§ WHAT YOU ARE ASKED TO DO
Among the entries below, find the lines with "evening" and copy them.

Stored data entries
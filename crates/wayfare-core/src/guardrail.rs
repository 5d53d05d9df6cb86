//! Travel-topic input guardrail
//!
//! Screens user input before it reaches any agent: travel questions and
//! greetings pass, everything else is blocked with a fixed refusal. A cheap
//! keyword screen runs first; when LLM classification is enabled, inputs the
//! screen would reject get a second opinion before being blocked. Classifier
//! failures never block a request.

use anyhow::{Context, Result};
use serde::{Deserialize, Serialize};
use tracing::{debug, warn};

use crate::api::{ApiClient, ApiMessage, ContentBlock, MessageContent};

/// Refusal sent to the user when the guardrail trips
pub const REFUSAL_MESSAGE: &str = "I can only help with travel-related questions and greetings. \
     Please ask about weather, accommodations, places to visit, or trip planning.";

/// Classification of a user input
#[derive(Debug, Clone, Serialize, Deserialize, Default)]
pub struct TravelCheck {
    pub is_travel_query: bool,
    pub is_greeting: bool,
    #[serde(default)]
    pub reasoning: String,
}

impl TravelCheck {
    fn allows(&self) -> bool {
        self.is_travel_query || self.is_greeting
    }
}

/// Outcome of the guardrail check
#[derive(Debug, Clone, PartialEq, Eq)]
pub enum GuardrailDecision {
    Allow,
    Block { reasoning: String },
}

/// Configuration for the input guardrail
#[derive(Debug, Clone)]
pub struct GuardrailConfig {
    pub enabled: bool,
    /// Whether a borderline input gets an LLM second opinion before blocking
    pub use_llm_classification: bool,
}

impl Default for GuardrailConfig {
    fn default() -> Self {
        Self {
            enabled: true,
            use_llm_classification: false,
        }
    }
}

/// Check an input against the guardrail
pub async fn check_input(
    text: &str,
    api: Option<&ApiClient>,
    config: &GuardrailConfig,
) -> Result<GuardrailDecision> {
    if !config.enabled {
        return Ok(GuardrailDecision::Allow);
    }

    let heuristic = classify_heuristic(text);
    if heuristic.allows() {
        debug!("Guardrail heuristic allowed input ({})", heuristic.reasoning);
        return Ok(GuardrailDecision::Allow);
    }

    if config.use_llm_classification
        && let Some(api) = api
    {
        match classify_with_llm(api, text).await {
            Ok(check) if check.allows() => {
                debug!("Guardrail LLM allowed input: {}", check.reasoning);
                return Ok(GuardrailDecision::Allow);
            }
            Ok(check) => {
                return Ok(GuardrailDecision::Block {
                    reasoning: check.reasoning,
                });
            }
            Err(e) => {
                // Never block on classifier failure
                warn!("Guardrail classification failed, allowing input: {}", e);
                return Ok(GuardrailDecision::Allow);
            }
        }
    }

    Ok(GuardrailDecision::Block {
        reasoning: heuristic.reasoning,
    })
}

const GREETINGS: &[&str] = &[
    "hi",
    "hello",
    "hey",
    "good morning",
    "good afternoon",
    "good evening",
    "how are you",
    "thanks",
    "thank you",
    "goodbye",
    "bye",
];

const TRAVEL_SIGNALS: &[&str] = &[
    "travel",
    "trip",
    "vacation",
    "holiday",
    "destination",
    "weather",
    "forecast",
    "temperature",
    "rain",
    "snow",
    "storm",
    "hotel",
    "accommodation",
    "booking",
    "hostel",
    "apartment",
    "resort",
    "stay",
    "restaurant",
    "museum",
    "attraction",
    "places",
    "sightseeing",
    "activities",
    "itinerary",
    "flight",
    "visit",
    "tour",
    "city",
    "beach",
];

/// Keyword screen — allows greetings and anything mentioning a travel topic
fn classify_heuristic(text: &str) -> TravelCheck {
    let lower = text.to_lowercase();
    let trimmed = lower.trim().trim_end_matches(['!', '.', '?']);

    let is_greeting = GREETINGS
        .iter()
        .any(|g| trimmed == *g || trimmed.starts_with(&format!("{} ", g)));

    let is_travel_query = TRAVEL_SIGNALS.iter().any(|s| lower.contains(s));

    let reasoning = if is_greeting {
        "greeting".to_string()
    } else if is_travel_query {
        "mentions a travel topic".to_string()
    } else {
        "no travel topic or greeting detected".to_string()
    };

    TravelCheck {
        is_travel_query,
        is_greeting,
        reasoning,
    }
}

/// LLM classification returning a [`TravelCheck`] as JSON
async fn classify_with_llm(api: &ApiClient, text: &str) -> Result<TravelCheck> {
    let prompt = format!(
        "Determine if the user query is related to travel assistance (weather, booking, \
         places, planning) OR if it's a greeting/polite conversation starter.\n\n\
         Travel queries include: weather, accommodations, hotels, restaurants, attractions, \
         trip planning, itineraries, flights, etc.\n\
         Greetings include: hello, hi, good morning/afternoon/evening, how are you, thanks, \
         thank you, goodbye, bye, etc.\n\n\
         Respond with ONLY a JSON object: {{\"is_travel_query\": bool, \"is_greeting\": bool, \
         \"reasoning\": string}}\n\n\
         Query: {}",
        text
    );

    let messages = vec![ApiMessage {
        role: "user".to_string(),
        content: MessageContent::Text(prompt),
    }];

    let response = api
        .chat(
            &messages,
            &[],
            "You are a strict classifier. Respond with a single JSON object and nothing else.",
        )
        .await
        .context("Failed to classify input")?;

    let text: String = response
        .content
        .iter()
        .filter_map(|b| {
            if let ContentBlock::Text { text } = b {
                Some(text.as_str())
            } else {
                None
            }
        })
        .collect();

    parse_check(&text)
}

/// Parse a TravelCheck from model output, tolerating surrounding prose
fn parse_check(text: &str) -> Result<TravelCheck> {
    let start = text.find('{');
    let end = text.rfind('}');
    let json = match (start, end) {
        (Some(s), Some(e)) if e > s => &text[s..=e],
        _ => text,
    };
    serde_json::from_str(json).context("Classifier did not return valid TravelCheck JSON")
}

#[cfg(test)]
mod tests {
    use super::*;

    #[test]
    fn test_heuristic_greetings() {
        assert!(classify_heuristic("hello").is_greeting);
        assert!(classify_heuristic("Good morning!").is_greeting);
        assert!(classify_heuristic("thank you").is_greeting);
        assert!(classify_heuristic("hey there").is_greeting);
    }

    #[test]
    fn test_heuristic_travel() {
        assert!(classify_heuristic("What's the weather in Rome?").is_travel_query);
        assert!(classify_heuristic("Find me a hotel").is_travel_query);
        assert!(classify_heuristic("Best restaurants in Lyon").is_travel_query);
        assert!(classify_heuristic("Plan my trip to Kyoto").is_travel_query);
    }

    #[test]
    fn test_heuristic_off_topic() {
        let check = classify_heuristic("Write me a Python script");
        assert!(!check.is_travel_query);
        assert!(!check.is_greeting);
    }

    #[tokio::test]
    async fn test_check_input_allows_travel() {
        let config = GuardrailConfig::default();
        let decision = check_input("weather in Oslo", None, &config).await.unwrap();
        assert_eq!(decision, GuardrailDecision::Allow);
    }

    #[tokio::test]
    async fn test_check_input_allows_greeting() {
        let config = GuardrailConfig::default();
        let decision = check_input("hello", None, &config).await.unwrap();
        assert_eq!(decision, GuardrailDecision::Allow);
    }

    #[tokio::test]
    async fn test_check_input_blocks_off_topic() {
        let config = GuardrailConfig::default();
        let decision = check_input("solve this equation for me", None, &config)
            .await
            .unwrap();
        assert!(matches!(decision, GuardrailDecision::Block { .. }));
    }

    #[tokio::test]
    async fn test_check_input_disabled() {
        let config = GuardrailConfig {
            enabled: false,
            ..Default::default()
        };
        let decision = check_input("solve this equation", None, &config).await.unwrap();
        assert_eq!(decision, GuardrailDecision::Allow);
    }

    #[test]
    fn test_parse_check_plain_json() {
        let check = parse_check(r#"{"is_travel_query": true, "is_greeting": false, "reasoning": "asks about hotels"}"#).unwrap();
        assert!(check.is_travel_query);
        assert!(!check.is_greeting);
    }

    #[test]
    fn test_parse_check_with_surrounding_prose() {
        let check = parse_check(
            "Here is my assessment: {\"is_travel_query\": false, \"is_greeting\": true, \"reasoning\": \"says hi\"} Hope that helps.",
        )
        .unwrap();
        assert!(check.is_greeting);
    }

    #[test]
    fn test_parse_check_invalid() {
        assert!(parse_check("not json at all").is_err());
    }
}
pub struct RecommendByDistanceTool {
    service: Arc<PlacesService>,
}

#[async_trait]
impl ToolHandler for RecommendByDistanceTool {
    fn name(&self) -> &str {
        "recommend_places_by_distance"
    }

    fn description(&self) -> &str {
        "Recommend places within reach of a travel mode \
         (walking, short_drive, day_trip, extended)."
    }

    fn input_schema(&self) -> Value {
        json_schema(
            serde_json::json!({
                "location": {
                    "type": "string",
                    "description": "Starting location"
                },
                "travel_mode": {
                    "type": "string",
                    "description": "Travel mode (walking, short_drive, day_trip, extended)"
                },
                "limit": {
                    "type": "integer",
                    "description": "Maximum number of recommendations (default: 20)"
                }
            }),
            vec!["location"],
        )
    }

    async fn execute(&self, input: Value) -> Result<String> {
        let location = required_str(&input, "location")?;
        let mode = optional_str(&input, "travel_mode").unwrap_or_else(|| "walking".to_string());
        let limit = optional_u64(&input, "limit").unwrap_or(DEFAULT_RESULTS_LIMIT as u64) as usize;
        relay(
            "places recommendation",
            self.service.recommend_by_distance(location, &mode, limit).await,
        )
    }
}

/// Registry with all places tools
pub fn places_registry(service: Arc<PlacesService>) -> ToolRegistry {
    let mut registry = ToolRegistry::new();
    registry.register(Arc::new(SearchPlacesTool {
        service: service.clone(),
    }));
    registry.register(Arc::new(RecommendByWeatherTool {
        service: service.clone(),
    }));
    registry.register(Arc::new(RecommendByDistanceTool { service }));
    registry
}

// ── Trip planner tools ──

pub struct PlanCompleteTripTool {
    service: Arc<PlannerService>,
}

#[async_trait]
impl ToolHandler for PlanCompleteTripTool {
    fn name(&self) -> &str {
        "plan_complete_trip"
    }

    fn description(&self) -> &str {
        "Plan a complete trip with a daily itinerary and an accommodation suggestion. \
         Without a start date, the best weather window in the next two weeks is chosen."
    }

    fn input_schema(&self) -> Value {
        json_schema(
            serde_json::json!({
                "location": {
                    "type": "string",
                    "description": "Destination city or location name"
                },
                "start_date": {
                    "type": "string",
                    "description": "Trip start date in YYYY-MM-DD format (omit for weather-based date selection)"
                },
                "duration": {
                    "type": ["integer", "string"],
                    "description": "Trip duration in days (1-30) or a preset (weekend, short, week, extended, month)"
                },
                "trip_style": {
                    "type": "string",
                    "description": "Trip style (relaxed, balanced, adventure, cultural, food_focused)"
                },
                "budget": {
                    "type": "string",
                    "description": "Budget category (budget, mid_range, luxury)"
                },
                "include_accommodation": {
                    "type": "boolean",
                    "description": "Whether to include an accommodation suggestion (default: true)"
                }
            }),
            vec!["location"],
        )
    }

    async fn execute(&self, input: Value) -> Result<String> {
        let location = required_str(&input, "location")?;
        let start_date = optional_str(&input, "start_date");
        let trip_style = optional_str(&input, "trip_style").unwrap_or_else(|| "balanced".to_string());
        let budget = optional_str(&input, "budget").unwrap_or_else(|| "mid_range".to_string());
        let include_accommodation = input
            .get("include_accommodation")
            .and_then(|v| v.as_bool())
            .unwrap_or(true);

        relay(
            "trip planning",
            self.service
                .plan_complete_trip(
                    location,
                    start_date.as_deref(),
                    input.get("duration"),
                    &trip_style,
                    &budget,
                    include_accommodation,
                )
                .await,
        )
    }
}

pub struct PlanWeatherOptimizedTripTool {
    service: Arc<PlannerService>,
}

#[async_trait]
impl ToolHandler for PlanWeatherOptimizedTripTool {
    fn name(&self) -> &str {
        "plan_weather_optimized_trip"
    }

    fn description(&self) -> &str {
        "Plan a trip optimized for a preferred weather condition, scheduling activities \
         that fit that weather for each part of the day."
    }

    fn input_schema(&self) -> Value {
        json_schema(
            serde_json::json!({
                "location": {
                    "type": "string",
                    "description": "Destination city or location name"
                },
                "weather_condition": {
                    "type": "string",
                    "description": "Preferred weather (sunny, clear, partly_cloudy, cloudy, overcast, rainy, snowy)"
                },
                "duration": {
                    "type": ["integer", "string"],
                    "description": "Trip duration in days (1-30) or a preset"
                },
                "trip_style": {
                    "type": "string",
                    "description": "Trip style (relaxed, balanced, adventure, cultural, food_focused)"
                }
            }),
            vec!["location", "weather_condition"],
        )
    }

    async fn execute(&self, input: Value) -> Result<String> {
        let location = required_str(&input, "location")?;
        let condition = required_str(&input, "weather_condition")?;
        let trip_style = optional_str(&input, "trip_style").unwrap_or_else(|| "balanced".to_string());

        relay(
            "trip planning",
            self.service
                .plan_weather_optimized_trip(location, condition, input.get("duration"), &trip_style)
                .await,
        )
    }
}

/// Registry with all trip planner tools
pub fn planner_registry(service: Arc<PlannerService>) -> ToolRegistry {
    let mut registry = ToolRegistry::new();
    registry.register(Arc::new(PlanCompleteTripTool {
        service: service.clone(),
    }));
    registry.register(Arc::new(PlanWeatherOptimizedTripTool { service }));
    registry
}

#[cfg(test)]
mod tests {
    use super::*;
    use crate::geo::Geocoder;
    use wayfare_core::tools::ToolExecutor;

    fn geocoder() -> Arc<Geocoder> {
        Arc::new(Geocoder::new())
    }

    #[test]
    fn test_weather_registry_names() {
        let registry = weather_registry(Arc::new(WeatherService::new(geocoder())));
        assert_eq!(registry.len(), 3);
        assert!(registry.get("check_weather").is_some());
        assert!(registry.get("get_best_trip_days").is_some());
        assert!(registry.get("get_weather_events").is_some());
    }

    #[test]
    fn test_booking_registry_names() {
        let registry = booking_registry(Arc::new(BookingService::new(None, geocoder())));
        assert_eq!(registry.len(), 3);
        assert!(registry.get("search_availability").is_some());
        assert!(registry.get("search_specific_accommodations").is_some());
        assert!(registry.get("get_accommodation_details").is_some());
    }

    #[test]
    fn test_places_registry_names() {
        let registry = places_registry(Arc::new(PlacesService::new(None, geocoder())));
        assert_eq!(registry.len(), 3);
        assert!(registry.get("search_places").is_some());
    }

    #[test]
    fn test_planner_registry_names() {
        let geocoder = geocoder();
        let weather = Arc::new(WeatherService::new(geocoder.clone()));
        let places = Arc::new(PlacesService::new(None, geocoder.clone()));
        let booking = Arc::new(BookingService::new(None, geocoder.clone()));
        let planner = Arc::new(PlannerService::new(weather, places, booking, geocoder));
        let registry = planner_registry(planner);
        assert_eq!(registry.len(), 2);
        assert!(registry.get("plan_complete_trip").is_some());
        assert!(registry.get("plan_weather_optimized_trip").is_some());
    }

    #[tokio::test]
    async fn test_missing_required_parameter() {
        let registry = weather_registry(Arc::new(WeatherService::new(geocoder())));
        let result = registry.execute("check_weather", serde_json::json!({})).await;
        assert!(result.is_err());
        assert!(result.unwrap_err().to_string().contains("location"));
    }

    #[tokio::test]
    async fn test_missing_api_key_is_relayed_as_output() {
        // No Booking.com key configured: the tool reports it as output text,
        // not a hard failure, so the agent can tell the user
        let registry = booking_registry(Arc::new(BookingService::new(None, geocoder())));
        let output = registry
            .execute(
                "search_specific_accommodations",
                serde_json::json!({
                    "location": "Lisbon",
                    "checkin": "2099-01-01",
                    "checkout": "2099-01-05"
                }),
            )
            .await
            .unwrap();
        assert!(output.contains("Booking.com API key"));
    }

    #[tokio::test]
    async fn test_invalid_travel_mode_is_relayed() {
        let registry = places_registry(Arc::new(PlacesService::new(
            Some("test-key".to_string()),
            geocoder(),
        )));
        let output = registry
            .execute(
                "recommend_places_by_distance",
                serde_json::json!({"location": "Lisbon", "travel_mode": "teleport"}),
            )
            .await
            .unwrap();
        assert!(output.contains("not supported"));
    }

    #[test]
    fn test_stay_search_from_input() {
        let input = serde_json::json!({
            "checkin": "2026-09-01",
            "checkout": "2026-09-04",
            "adults": 3
        });
        let search = stay_search_from(&input);
        assert_eq!(search.checkin, "2026-09-01");
        assert_eq!(search.adults, 3);
        assert_eq!(search.rooms, DEFAULT_ROOMS);
    }

    #[test]
    fn test_schemas_mark_required_fields() {
        let tool = SearchAvailabilityTool {
            service: Arc::new(BookingService::new(None, geocoder())),
        };
        let schema = tool.input_schema();
        let required: Vec<&str> = schema["required"]
            .as_array()
            .unwrap()
            .iter()
            .filter_map(|v| v.as_str())
            .collect();
        assert_eq!(required, vec!["location", "checkin", "checkout"]);
    }
}
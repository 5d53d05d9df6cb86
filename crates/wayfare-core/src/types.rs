//! Shared types for wayfare-core

use chrono::{DateTime, Utc};
use serde::{Deserialize, Serialize};

/// The specialist agents a request can be routed to
#[derive(Debug, Clone, Copy, Serialize, Deserialize, PartialEq, Eq, Hash)]
#[serde(rename_all = "lowercase")]
pub enum AgentKind {
    Weather,
    Booking,
    Places,
    Planner,
}

impl AgentKind {
    /// Parse an agent kind from a string (e.g., from a transfer phrase or config)
    pub fn from_string(s: &str) -> Option<Self> {
        match s.to_lowercase().as_str() {
            "weather" => Some(Self::Weather),
            "booking" => Some(Self::Booking),
            "places" => Some(Self::Places),
            "planner" | "trip_planner" | "trip planner" => Some(Self::Planner),
            _ => None,
        }
    }

    /// All routable agent kinds
    pub fn all() -> [Self; 4] {
        [Self::Weather, Self::Booking, Self::Places, Self::Planner]
    }
}

impl std::fmt::Display for AgentKind {
    fn fmt(&self, f: &mut std::fmt::Formatter<'_>) -> std::fmt::Result {
        match self {
            Self::Weather => write!(f, "weather"),
            Self::Booking => write!(f, "booking"),
            Self::Places => write!(f, "places"),
            Self::Planner => write!(f, "planner"),
        }
    }
}

/// Who produced a conversation turn
#[derive(Debug, Clone, Copy, Serialize, Deserialize, PartialEq, Eq)]
#[serde(rename_all = "lowercase")]
pub enum TurnRole {
    User,
    Assistant,
}

impl std::fmt::Display for TurnRole {
    fn fmt(&self, f: &mut std::fmt::Formatter<'_>) -> std::fmt::Result {
        match self {
            Self::User => write!(f, "user"),
            Self::Assistant => write!(f, "assistant"),
        }
    }
}

/// One turn of a conversation, kept as session memory
#[derive(Debug, Clone, Serialize, Deserialize)]
pub struct ChatTurn {
    pub role: TurnRole,
    pub content: String,
}

/// Incoming user request
#[derive(Debug, Clone, Serialize, Deserialize)]
pub struct TravelRequest {
    pub id: String,
    pub session_id: String,
    pub content: String,
    pub timestamp: DateTime<Utc>,
}

impl TravelRequest {
    /// Build a request with a fresh ID, timestamped now
    pub fn new(session_id: impl Into<String>, content: impl Into<String>) -> Self {
        Self {
            id: uuid::Uuid::new_v4().to_string(),
            session_id: session_id.into(),
            content: content.into(),
            timestamp: Utc::now(),
        }
    }
}

/// Reply produced by the assistant pipeline
#[derive(Debug, Clone, Serialize, Deserialize)]
pub struct TravelReply {
    pub content: String,
    /// Which specialist answered, if any (None for controller replies)
    #[serde(skip_serializing_if = "Option::is_none")]
    pub agent: Option<AgentKind>,
    #[serde(skip_serializing_if = "Option::is_none")]
    pub reply_to: Option<String>,
}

§ RESPONSE
    "good evening",
         Greetings include: hello, hi, good morning/afternoon/evening, how are you, thanks, \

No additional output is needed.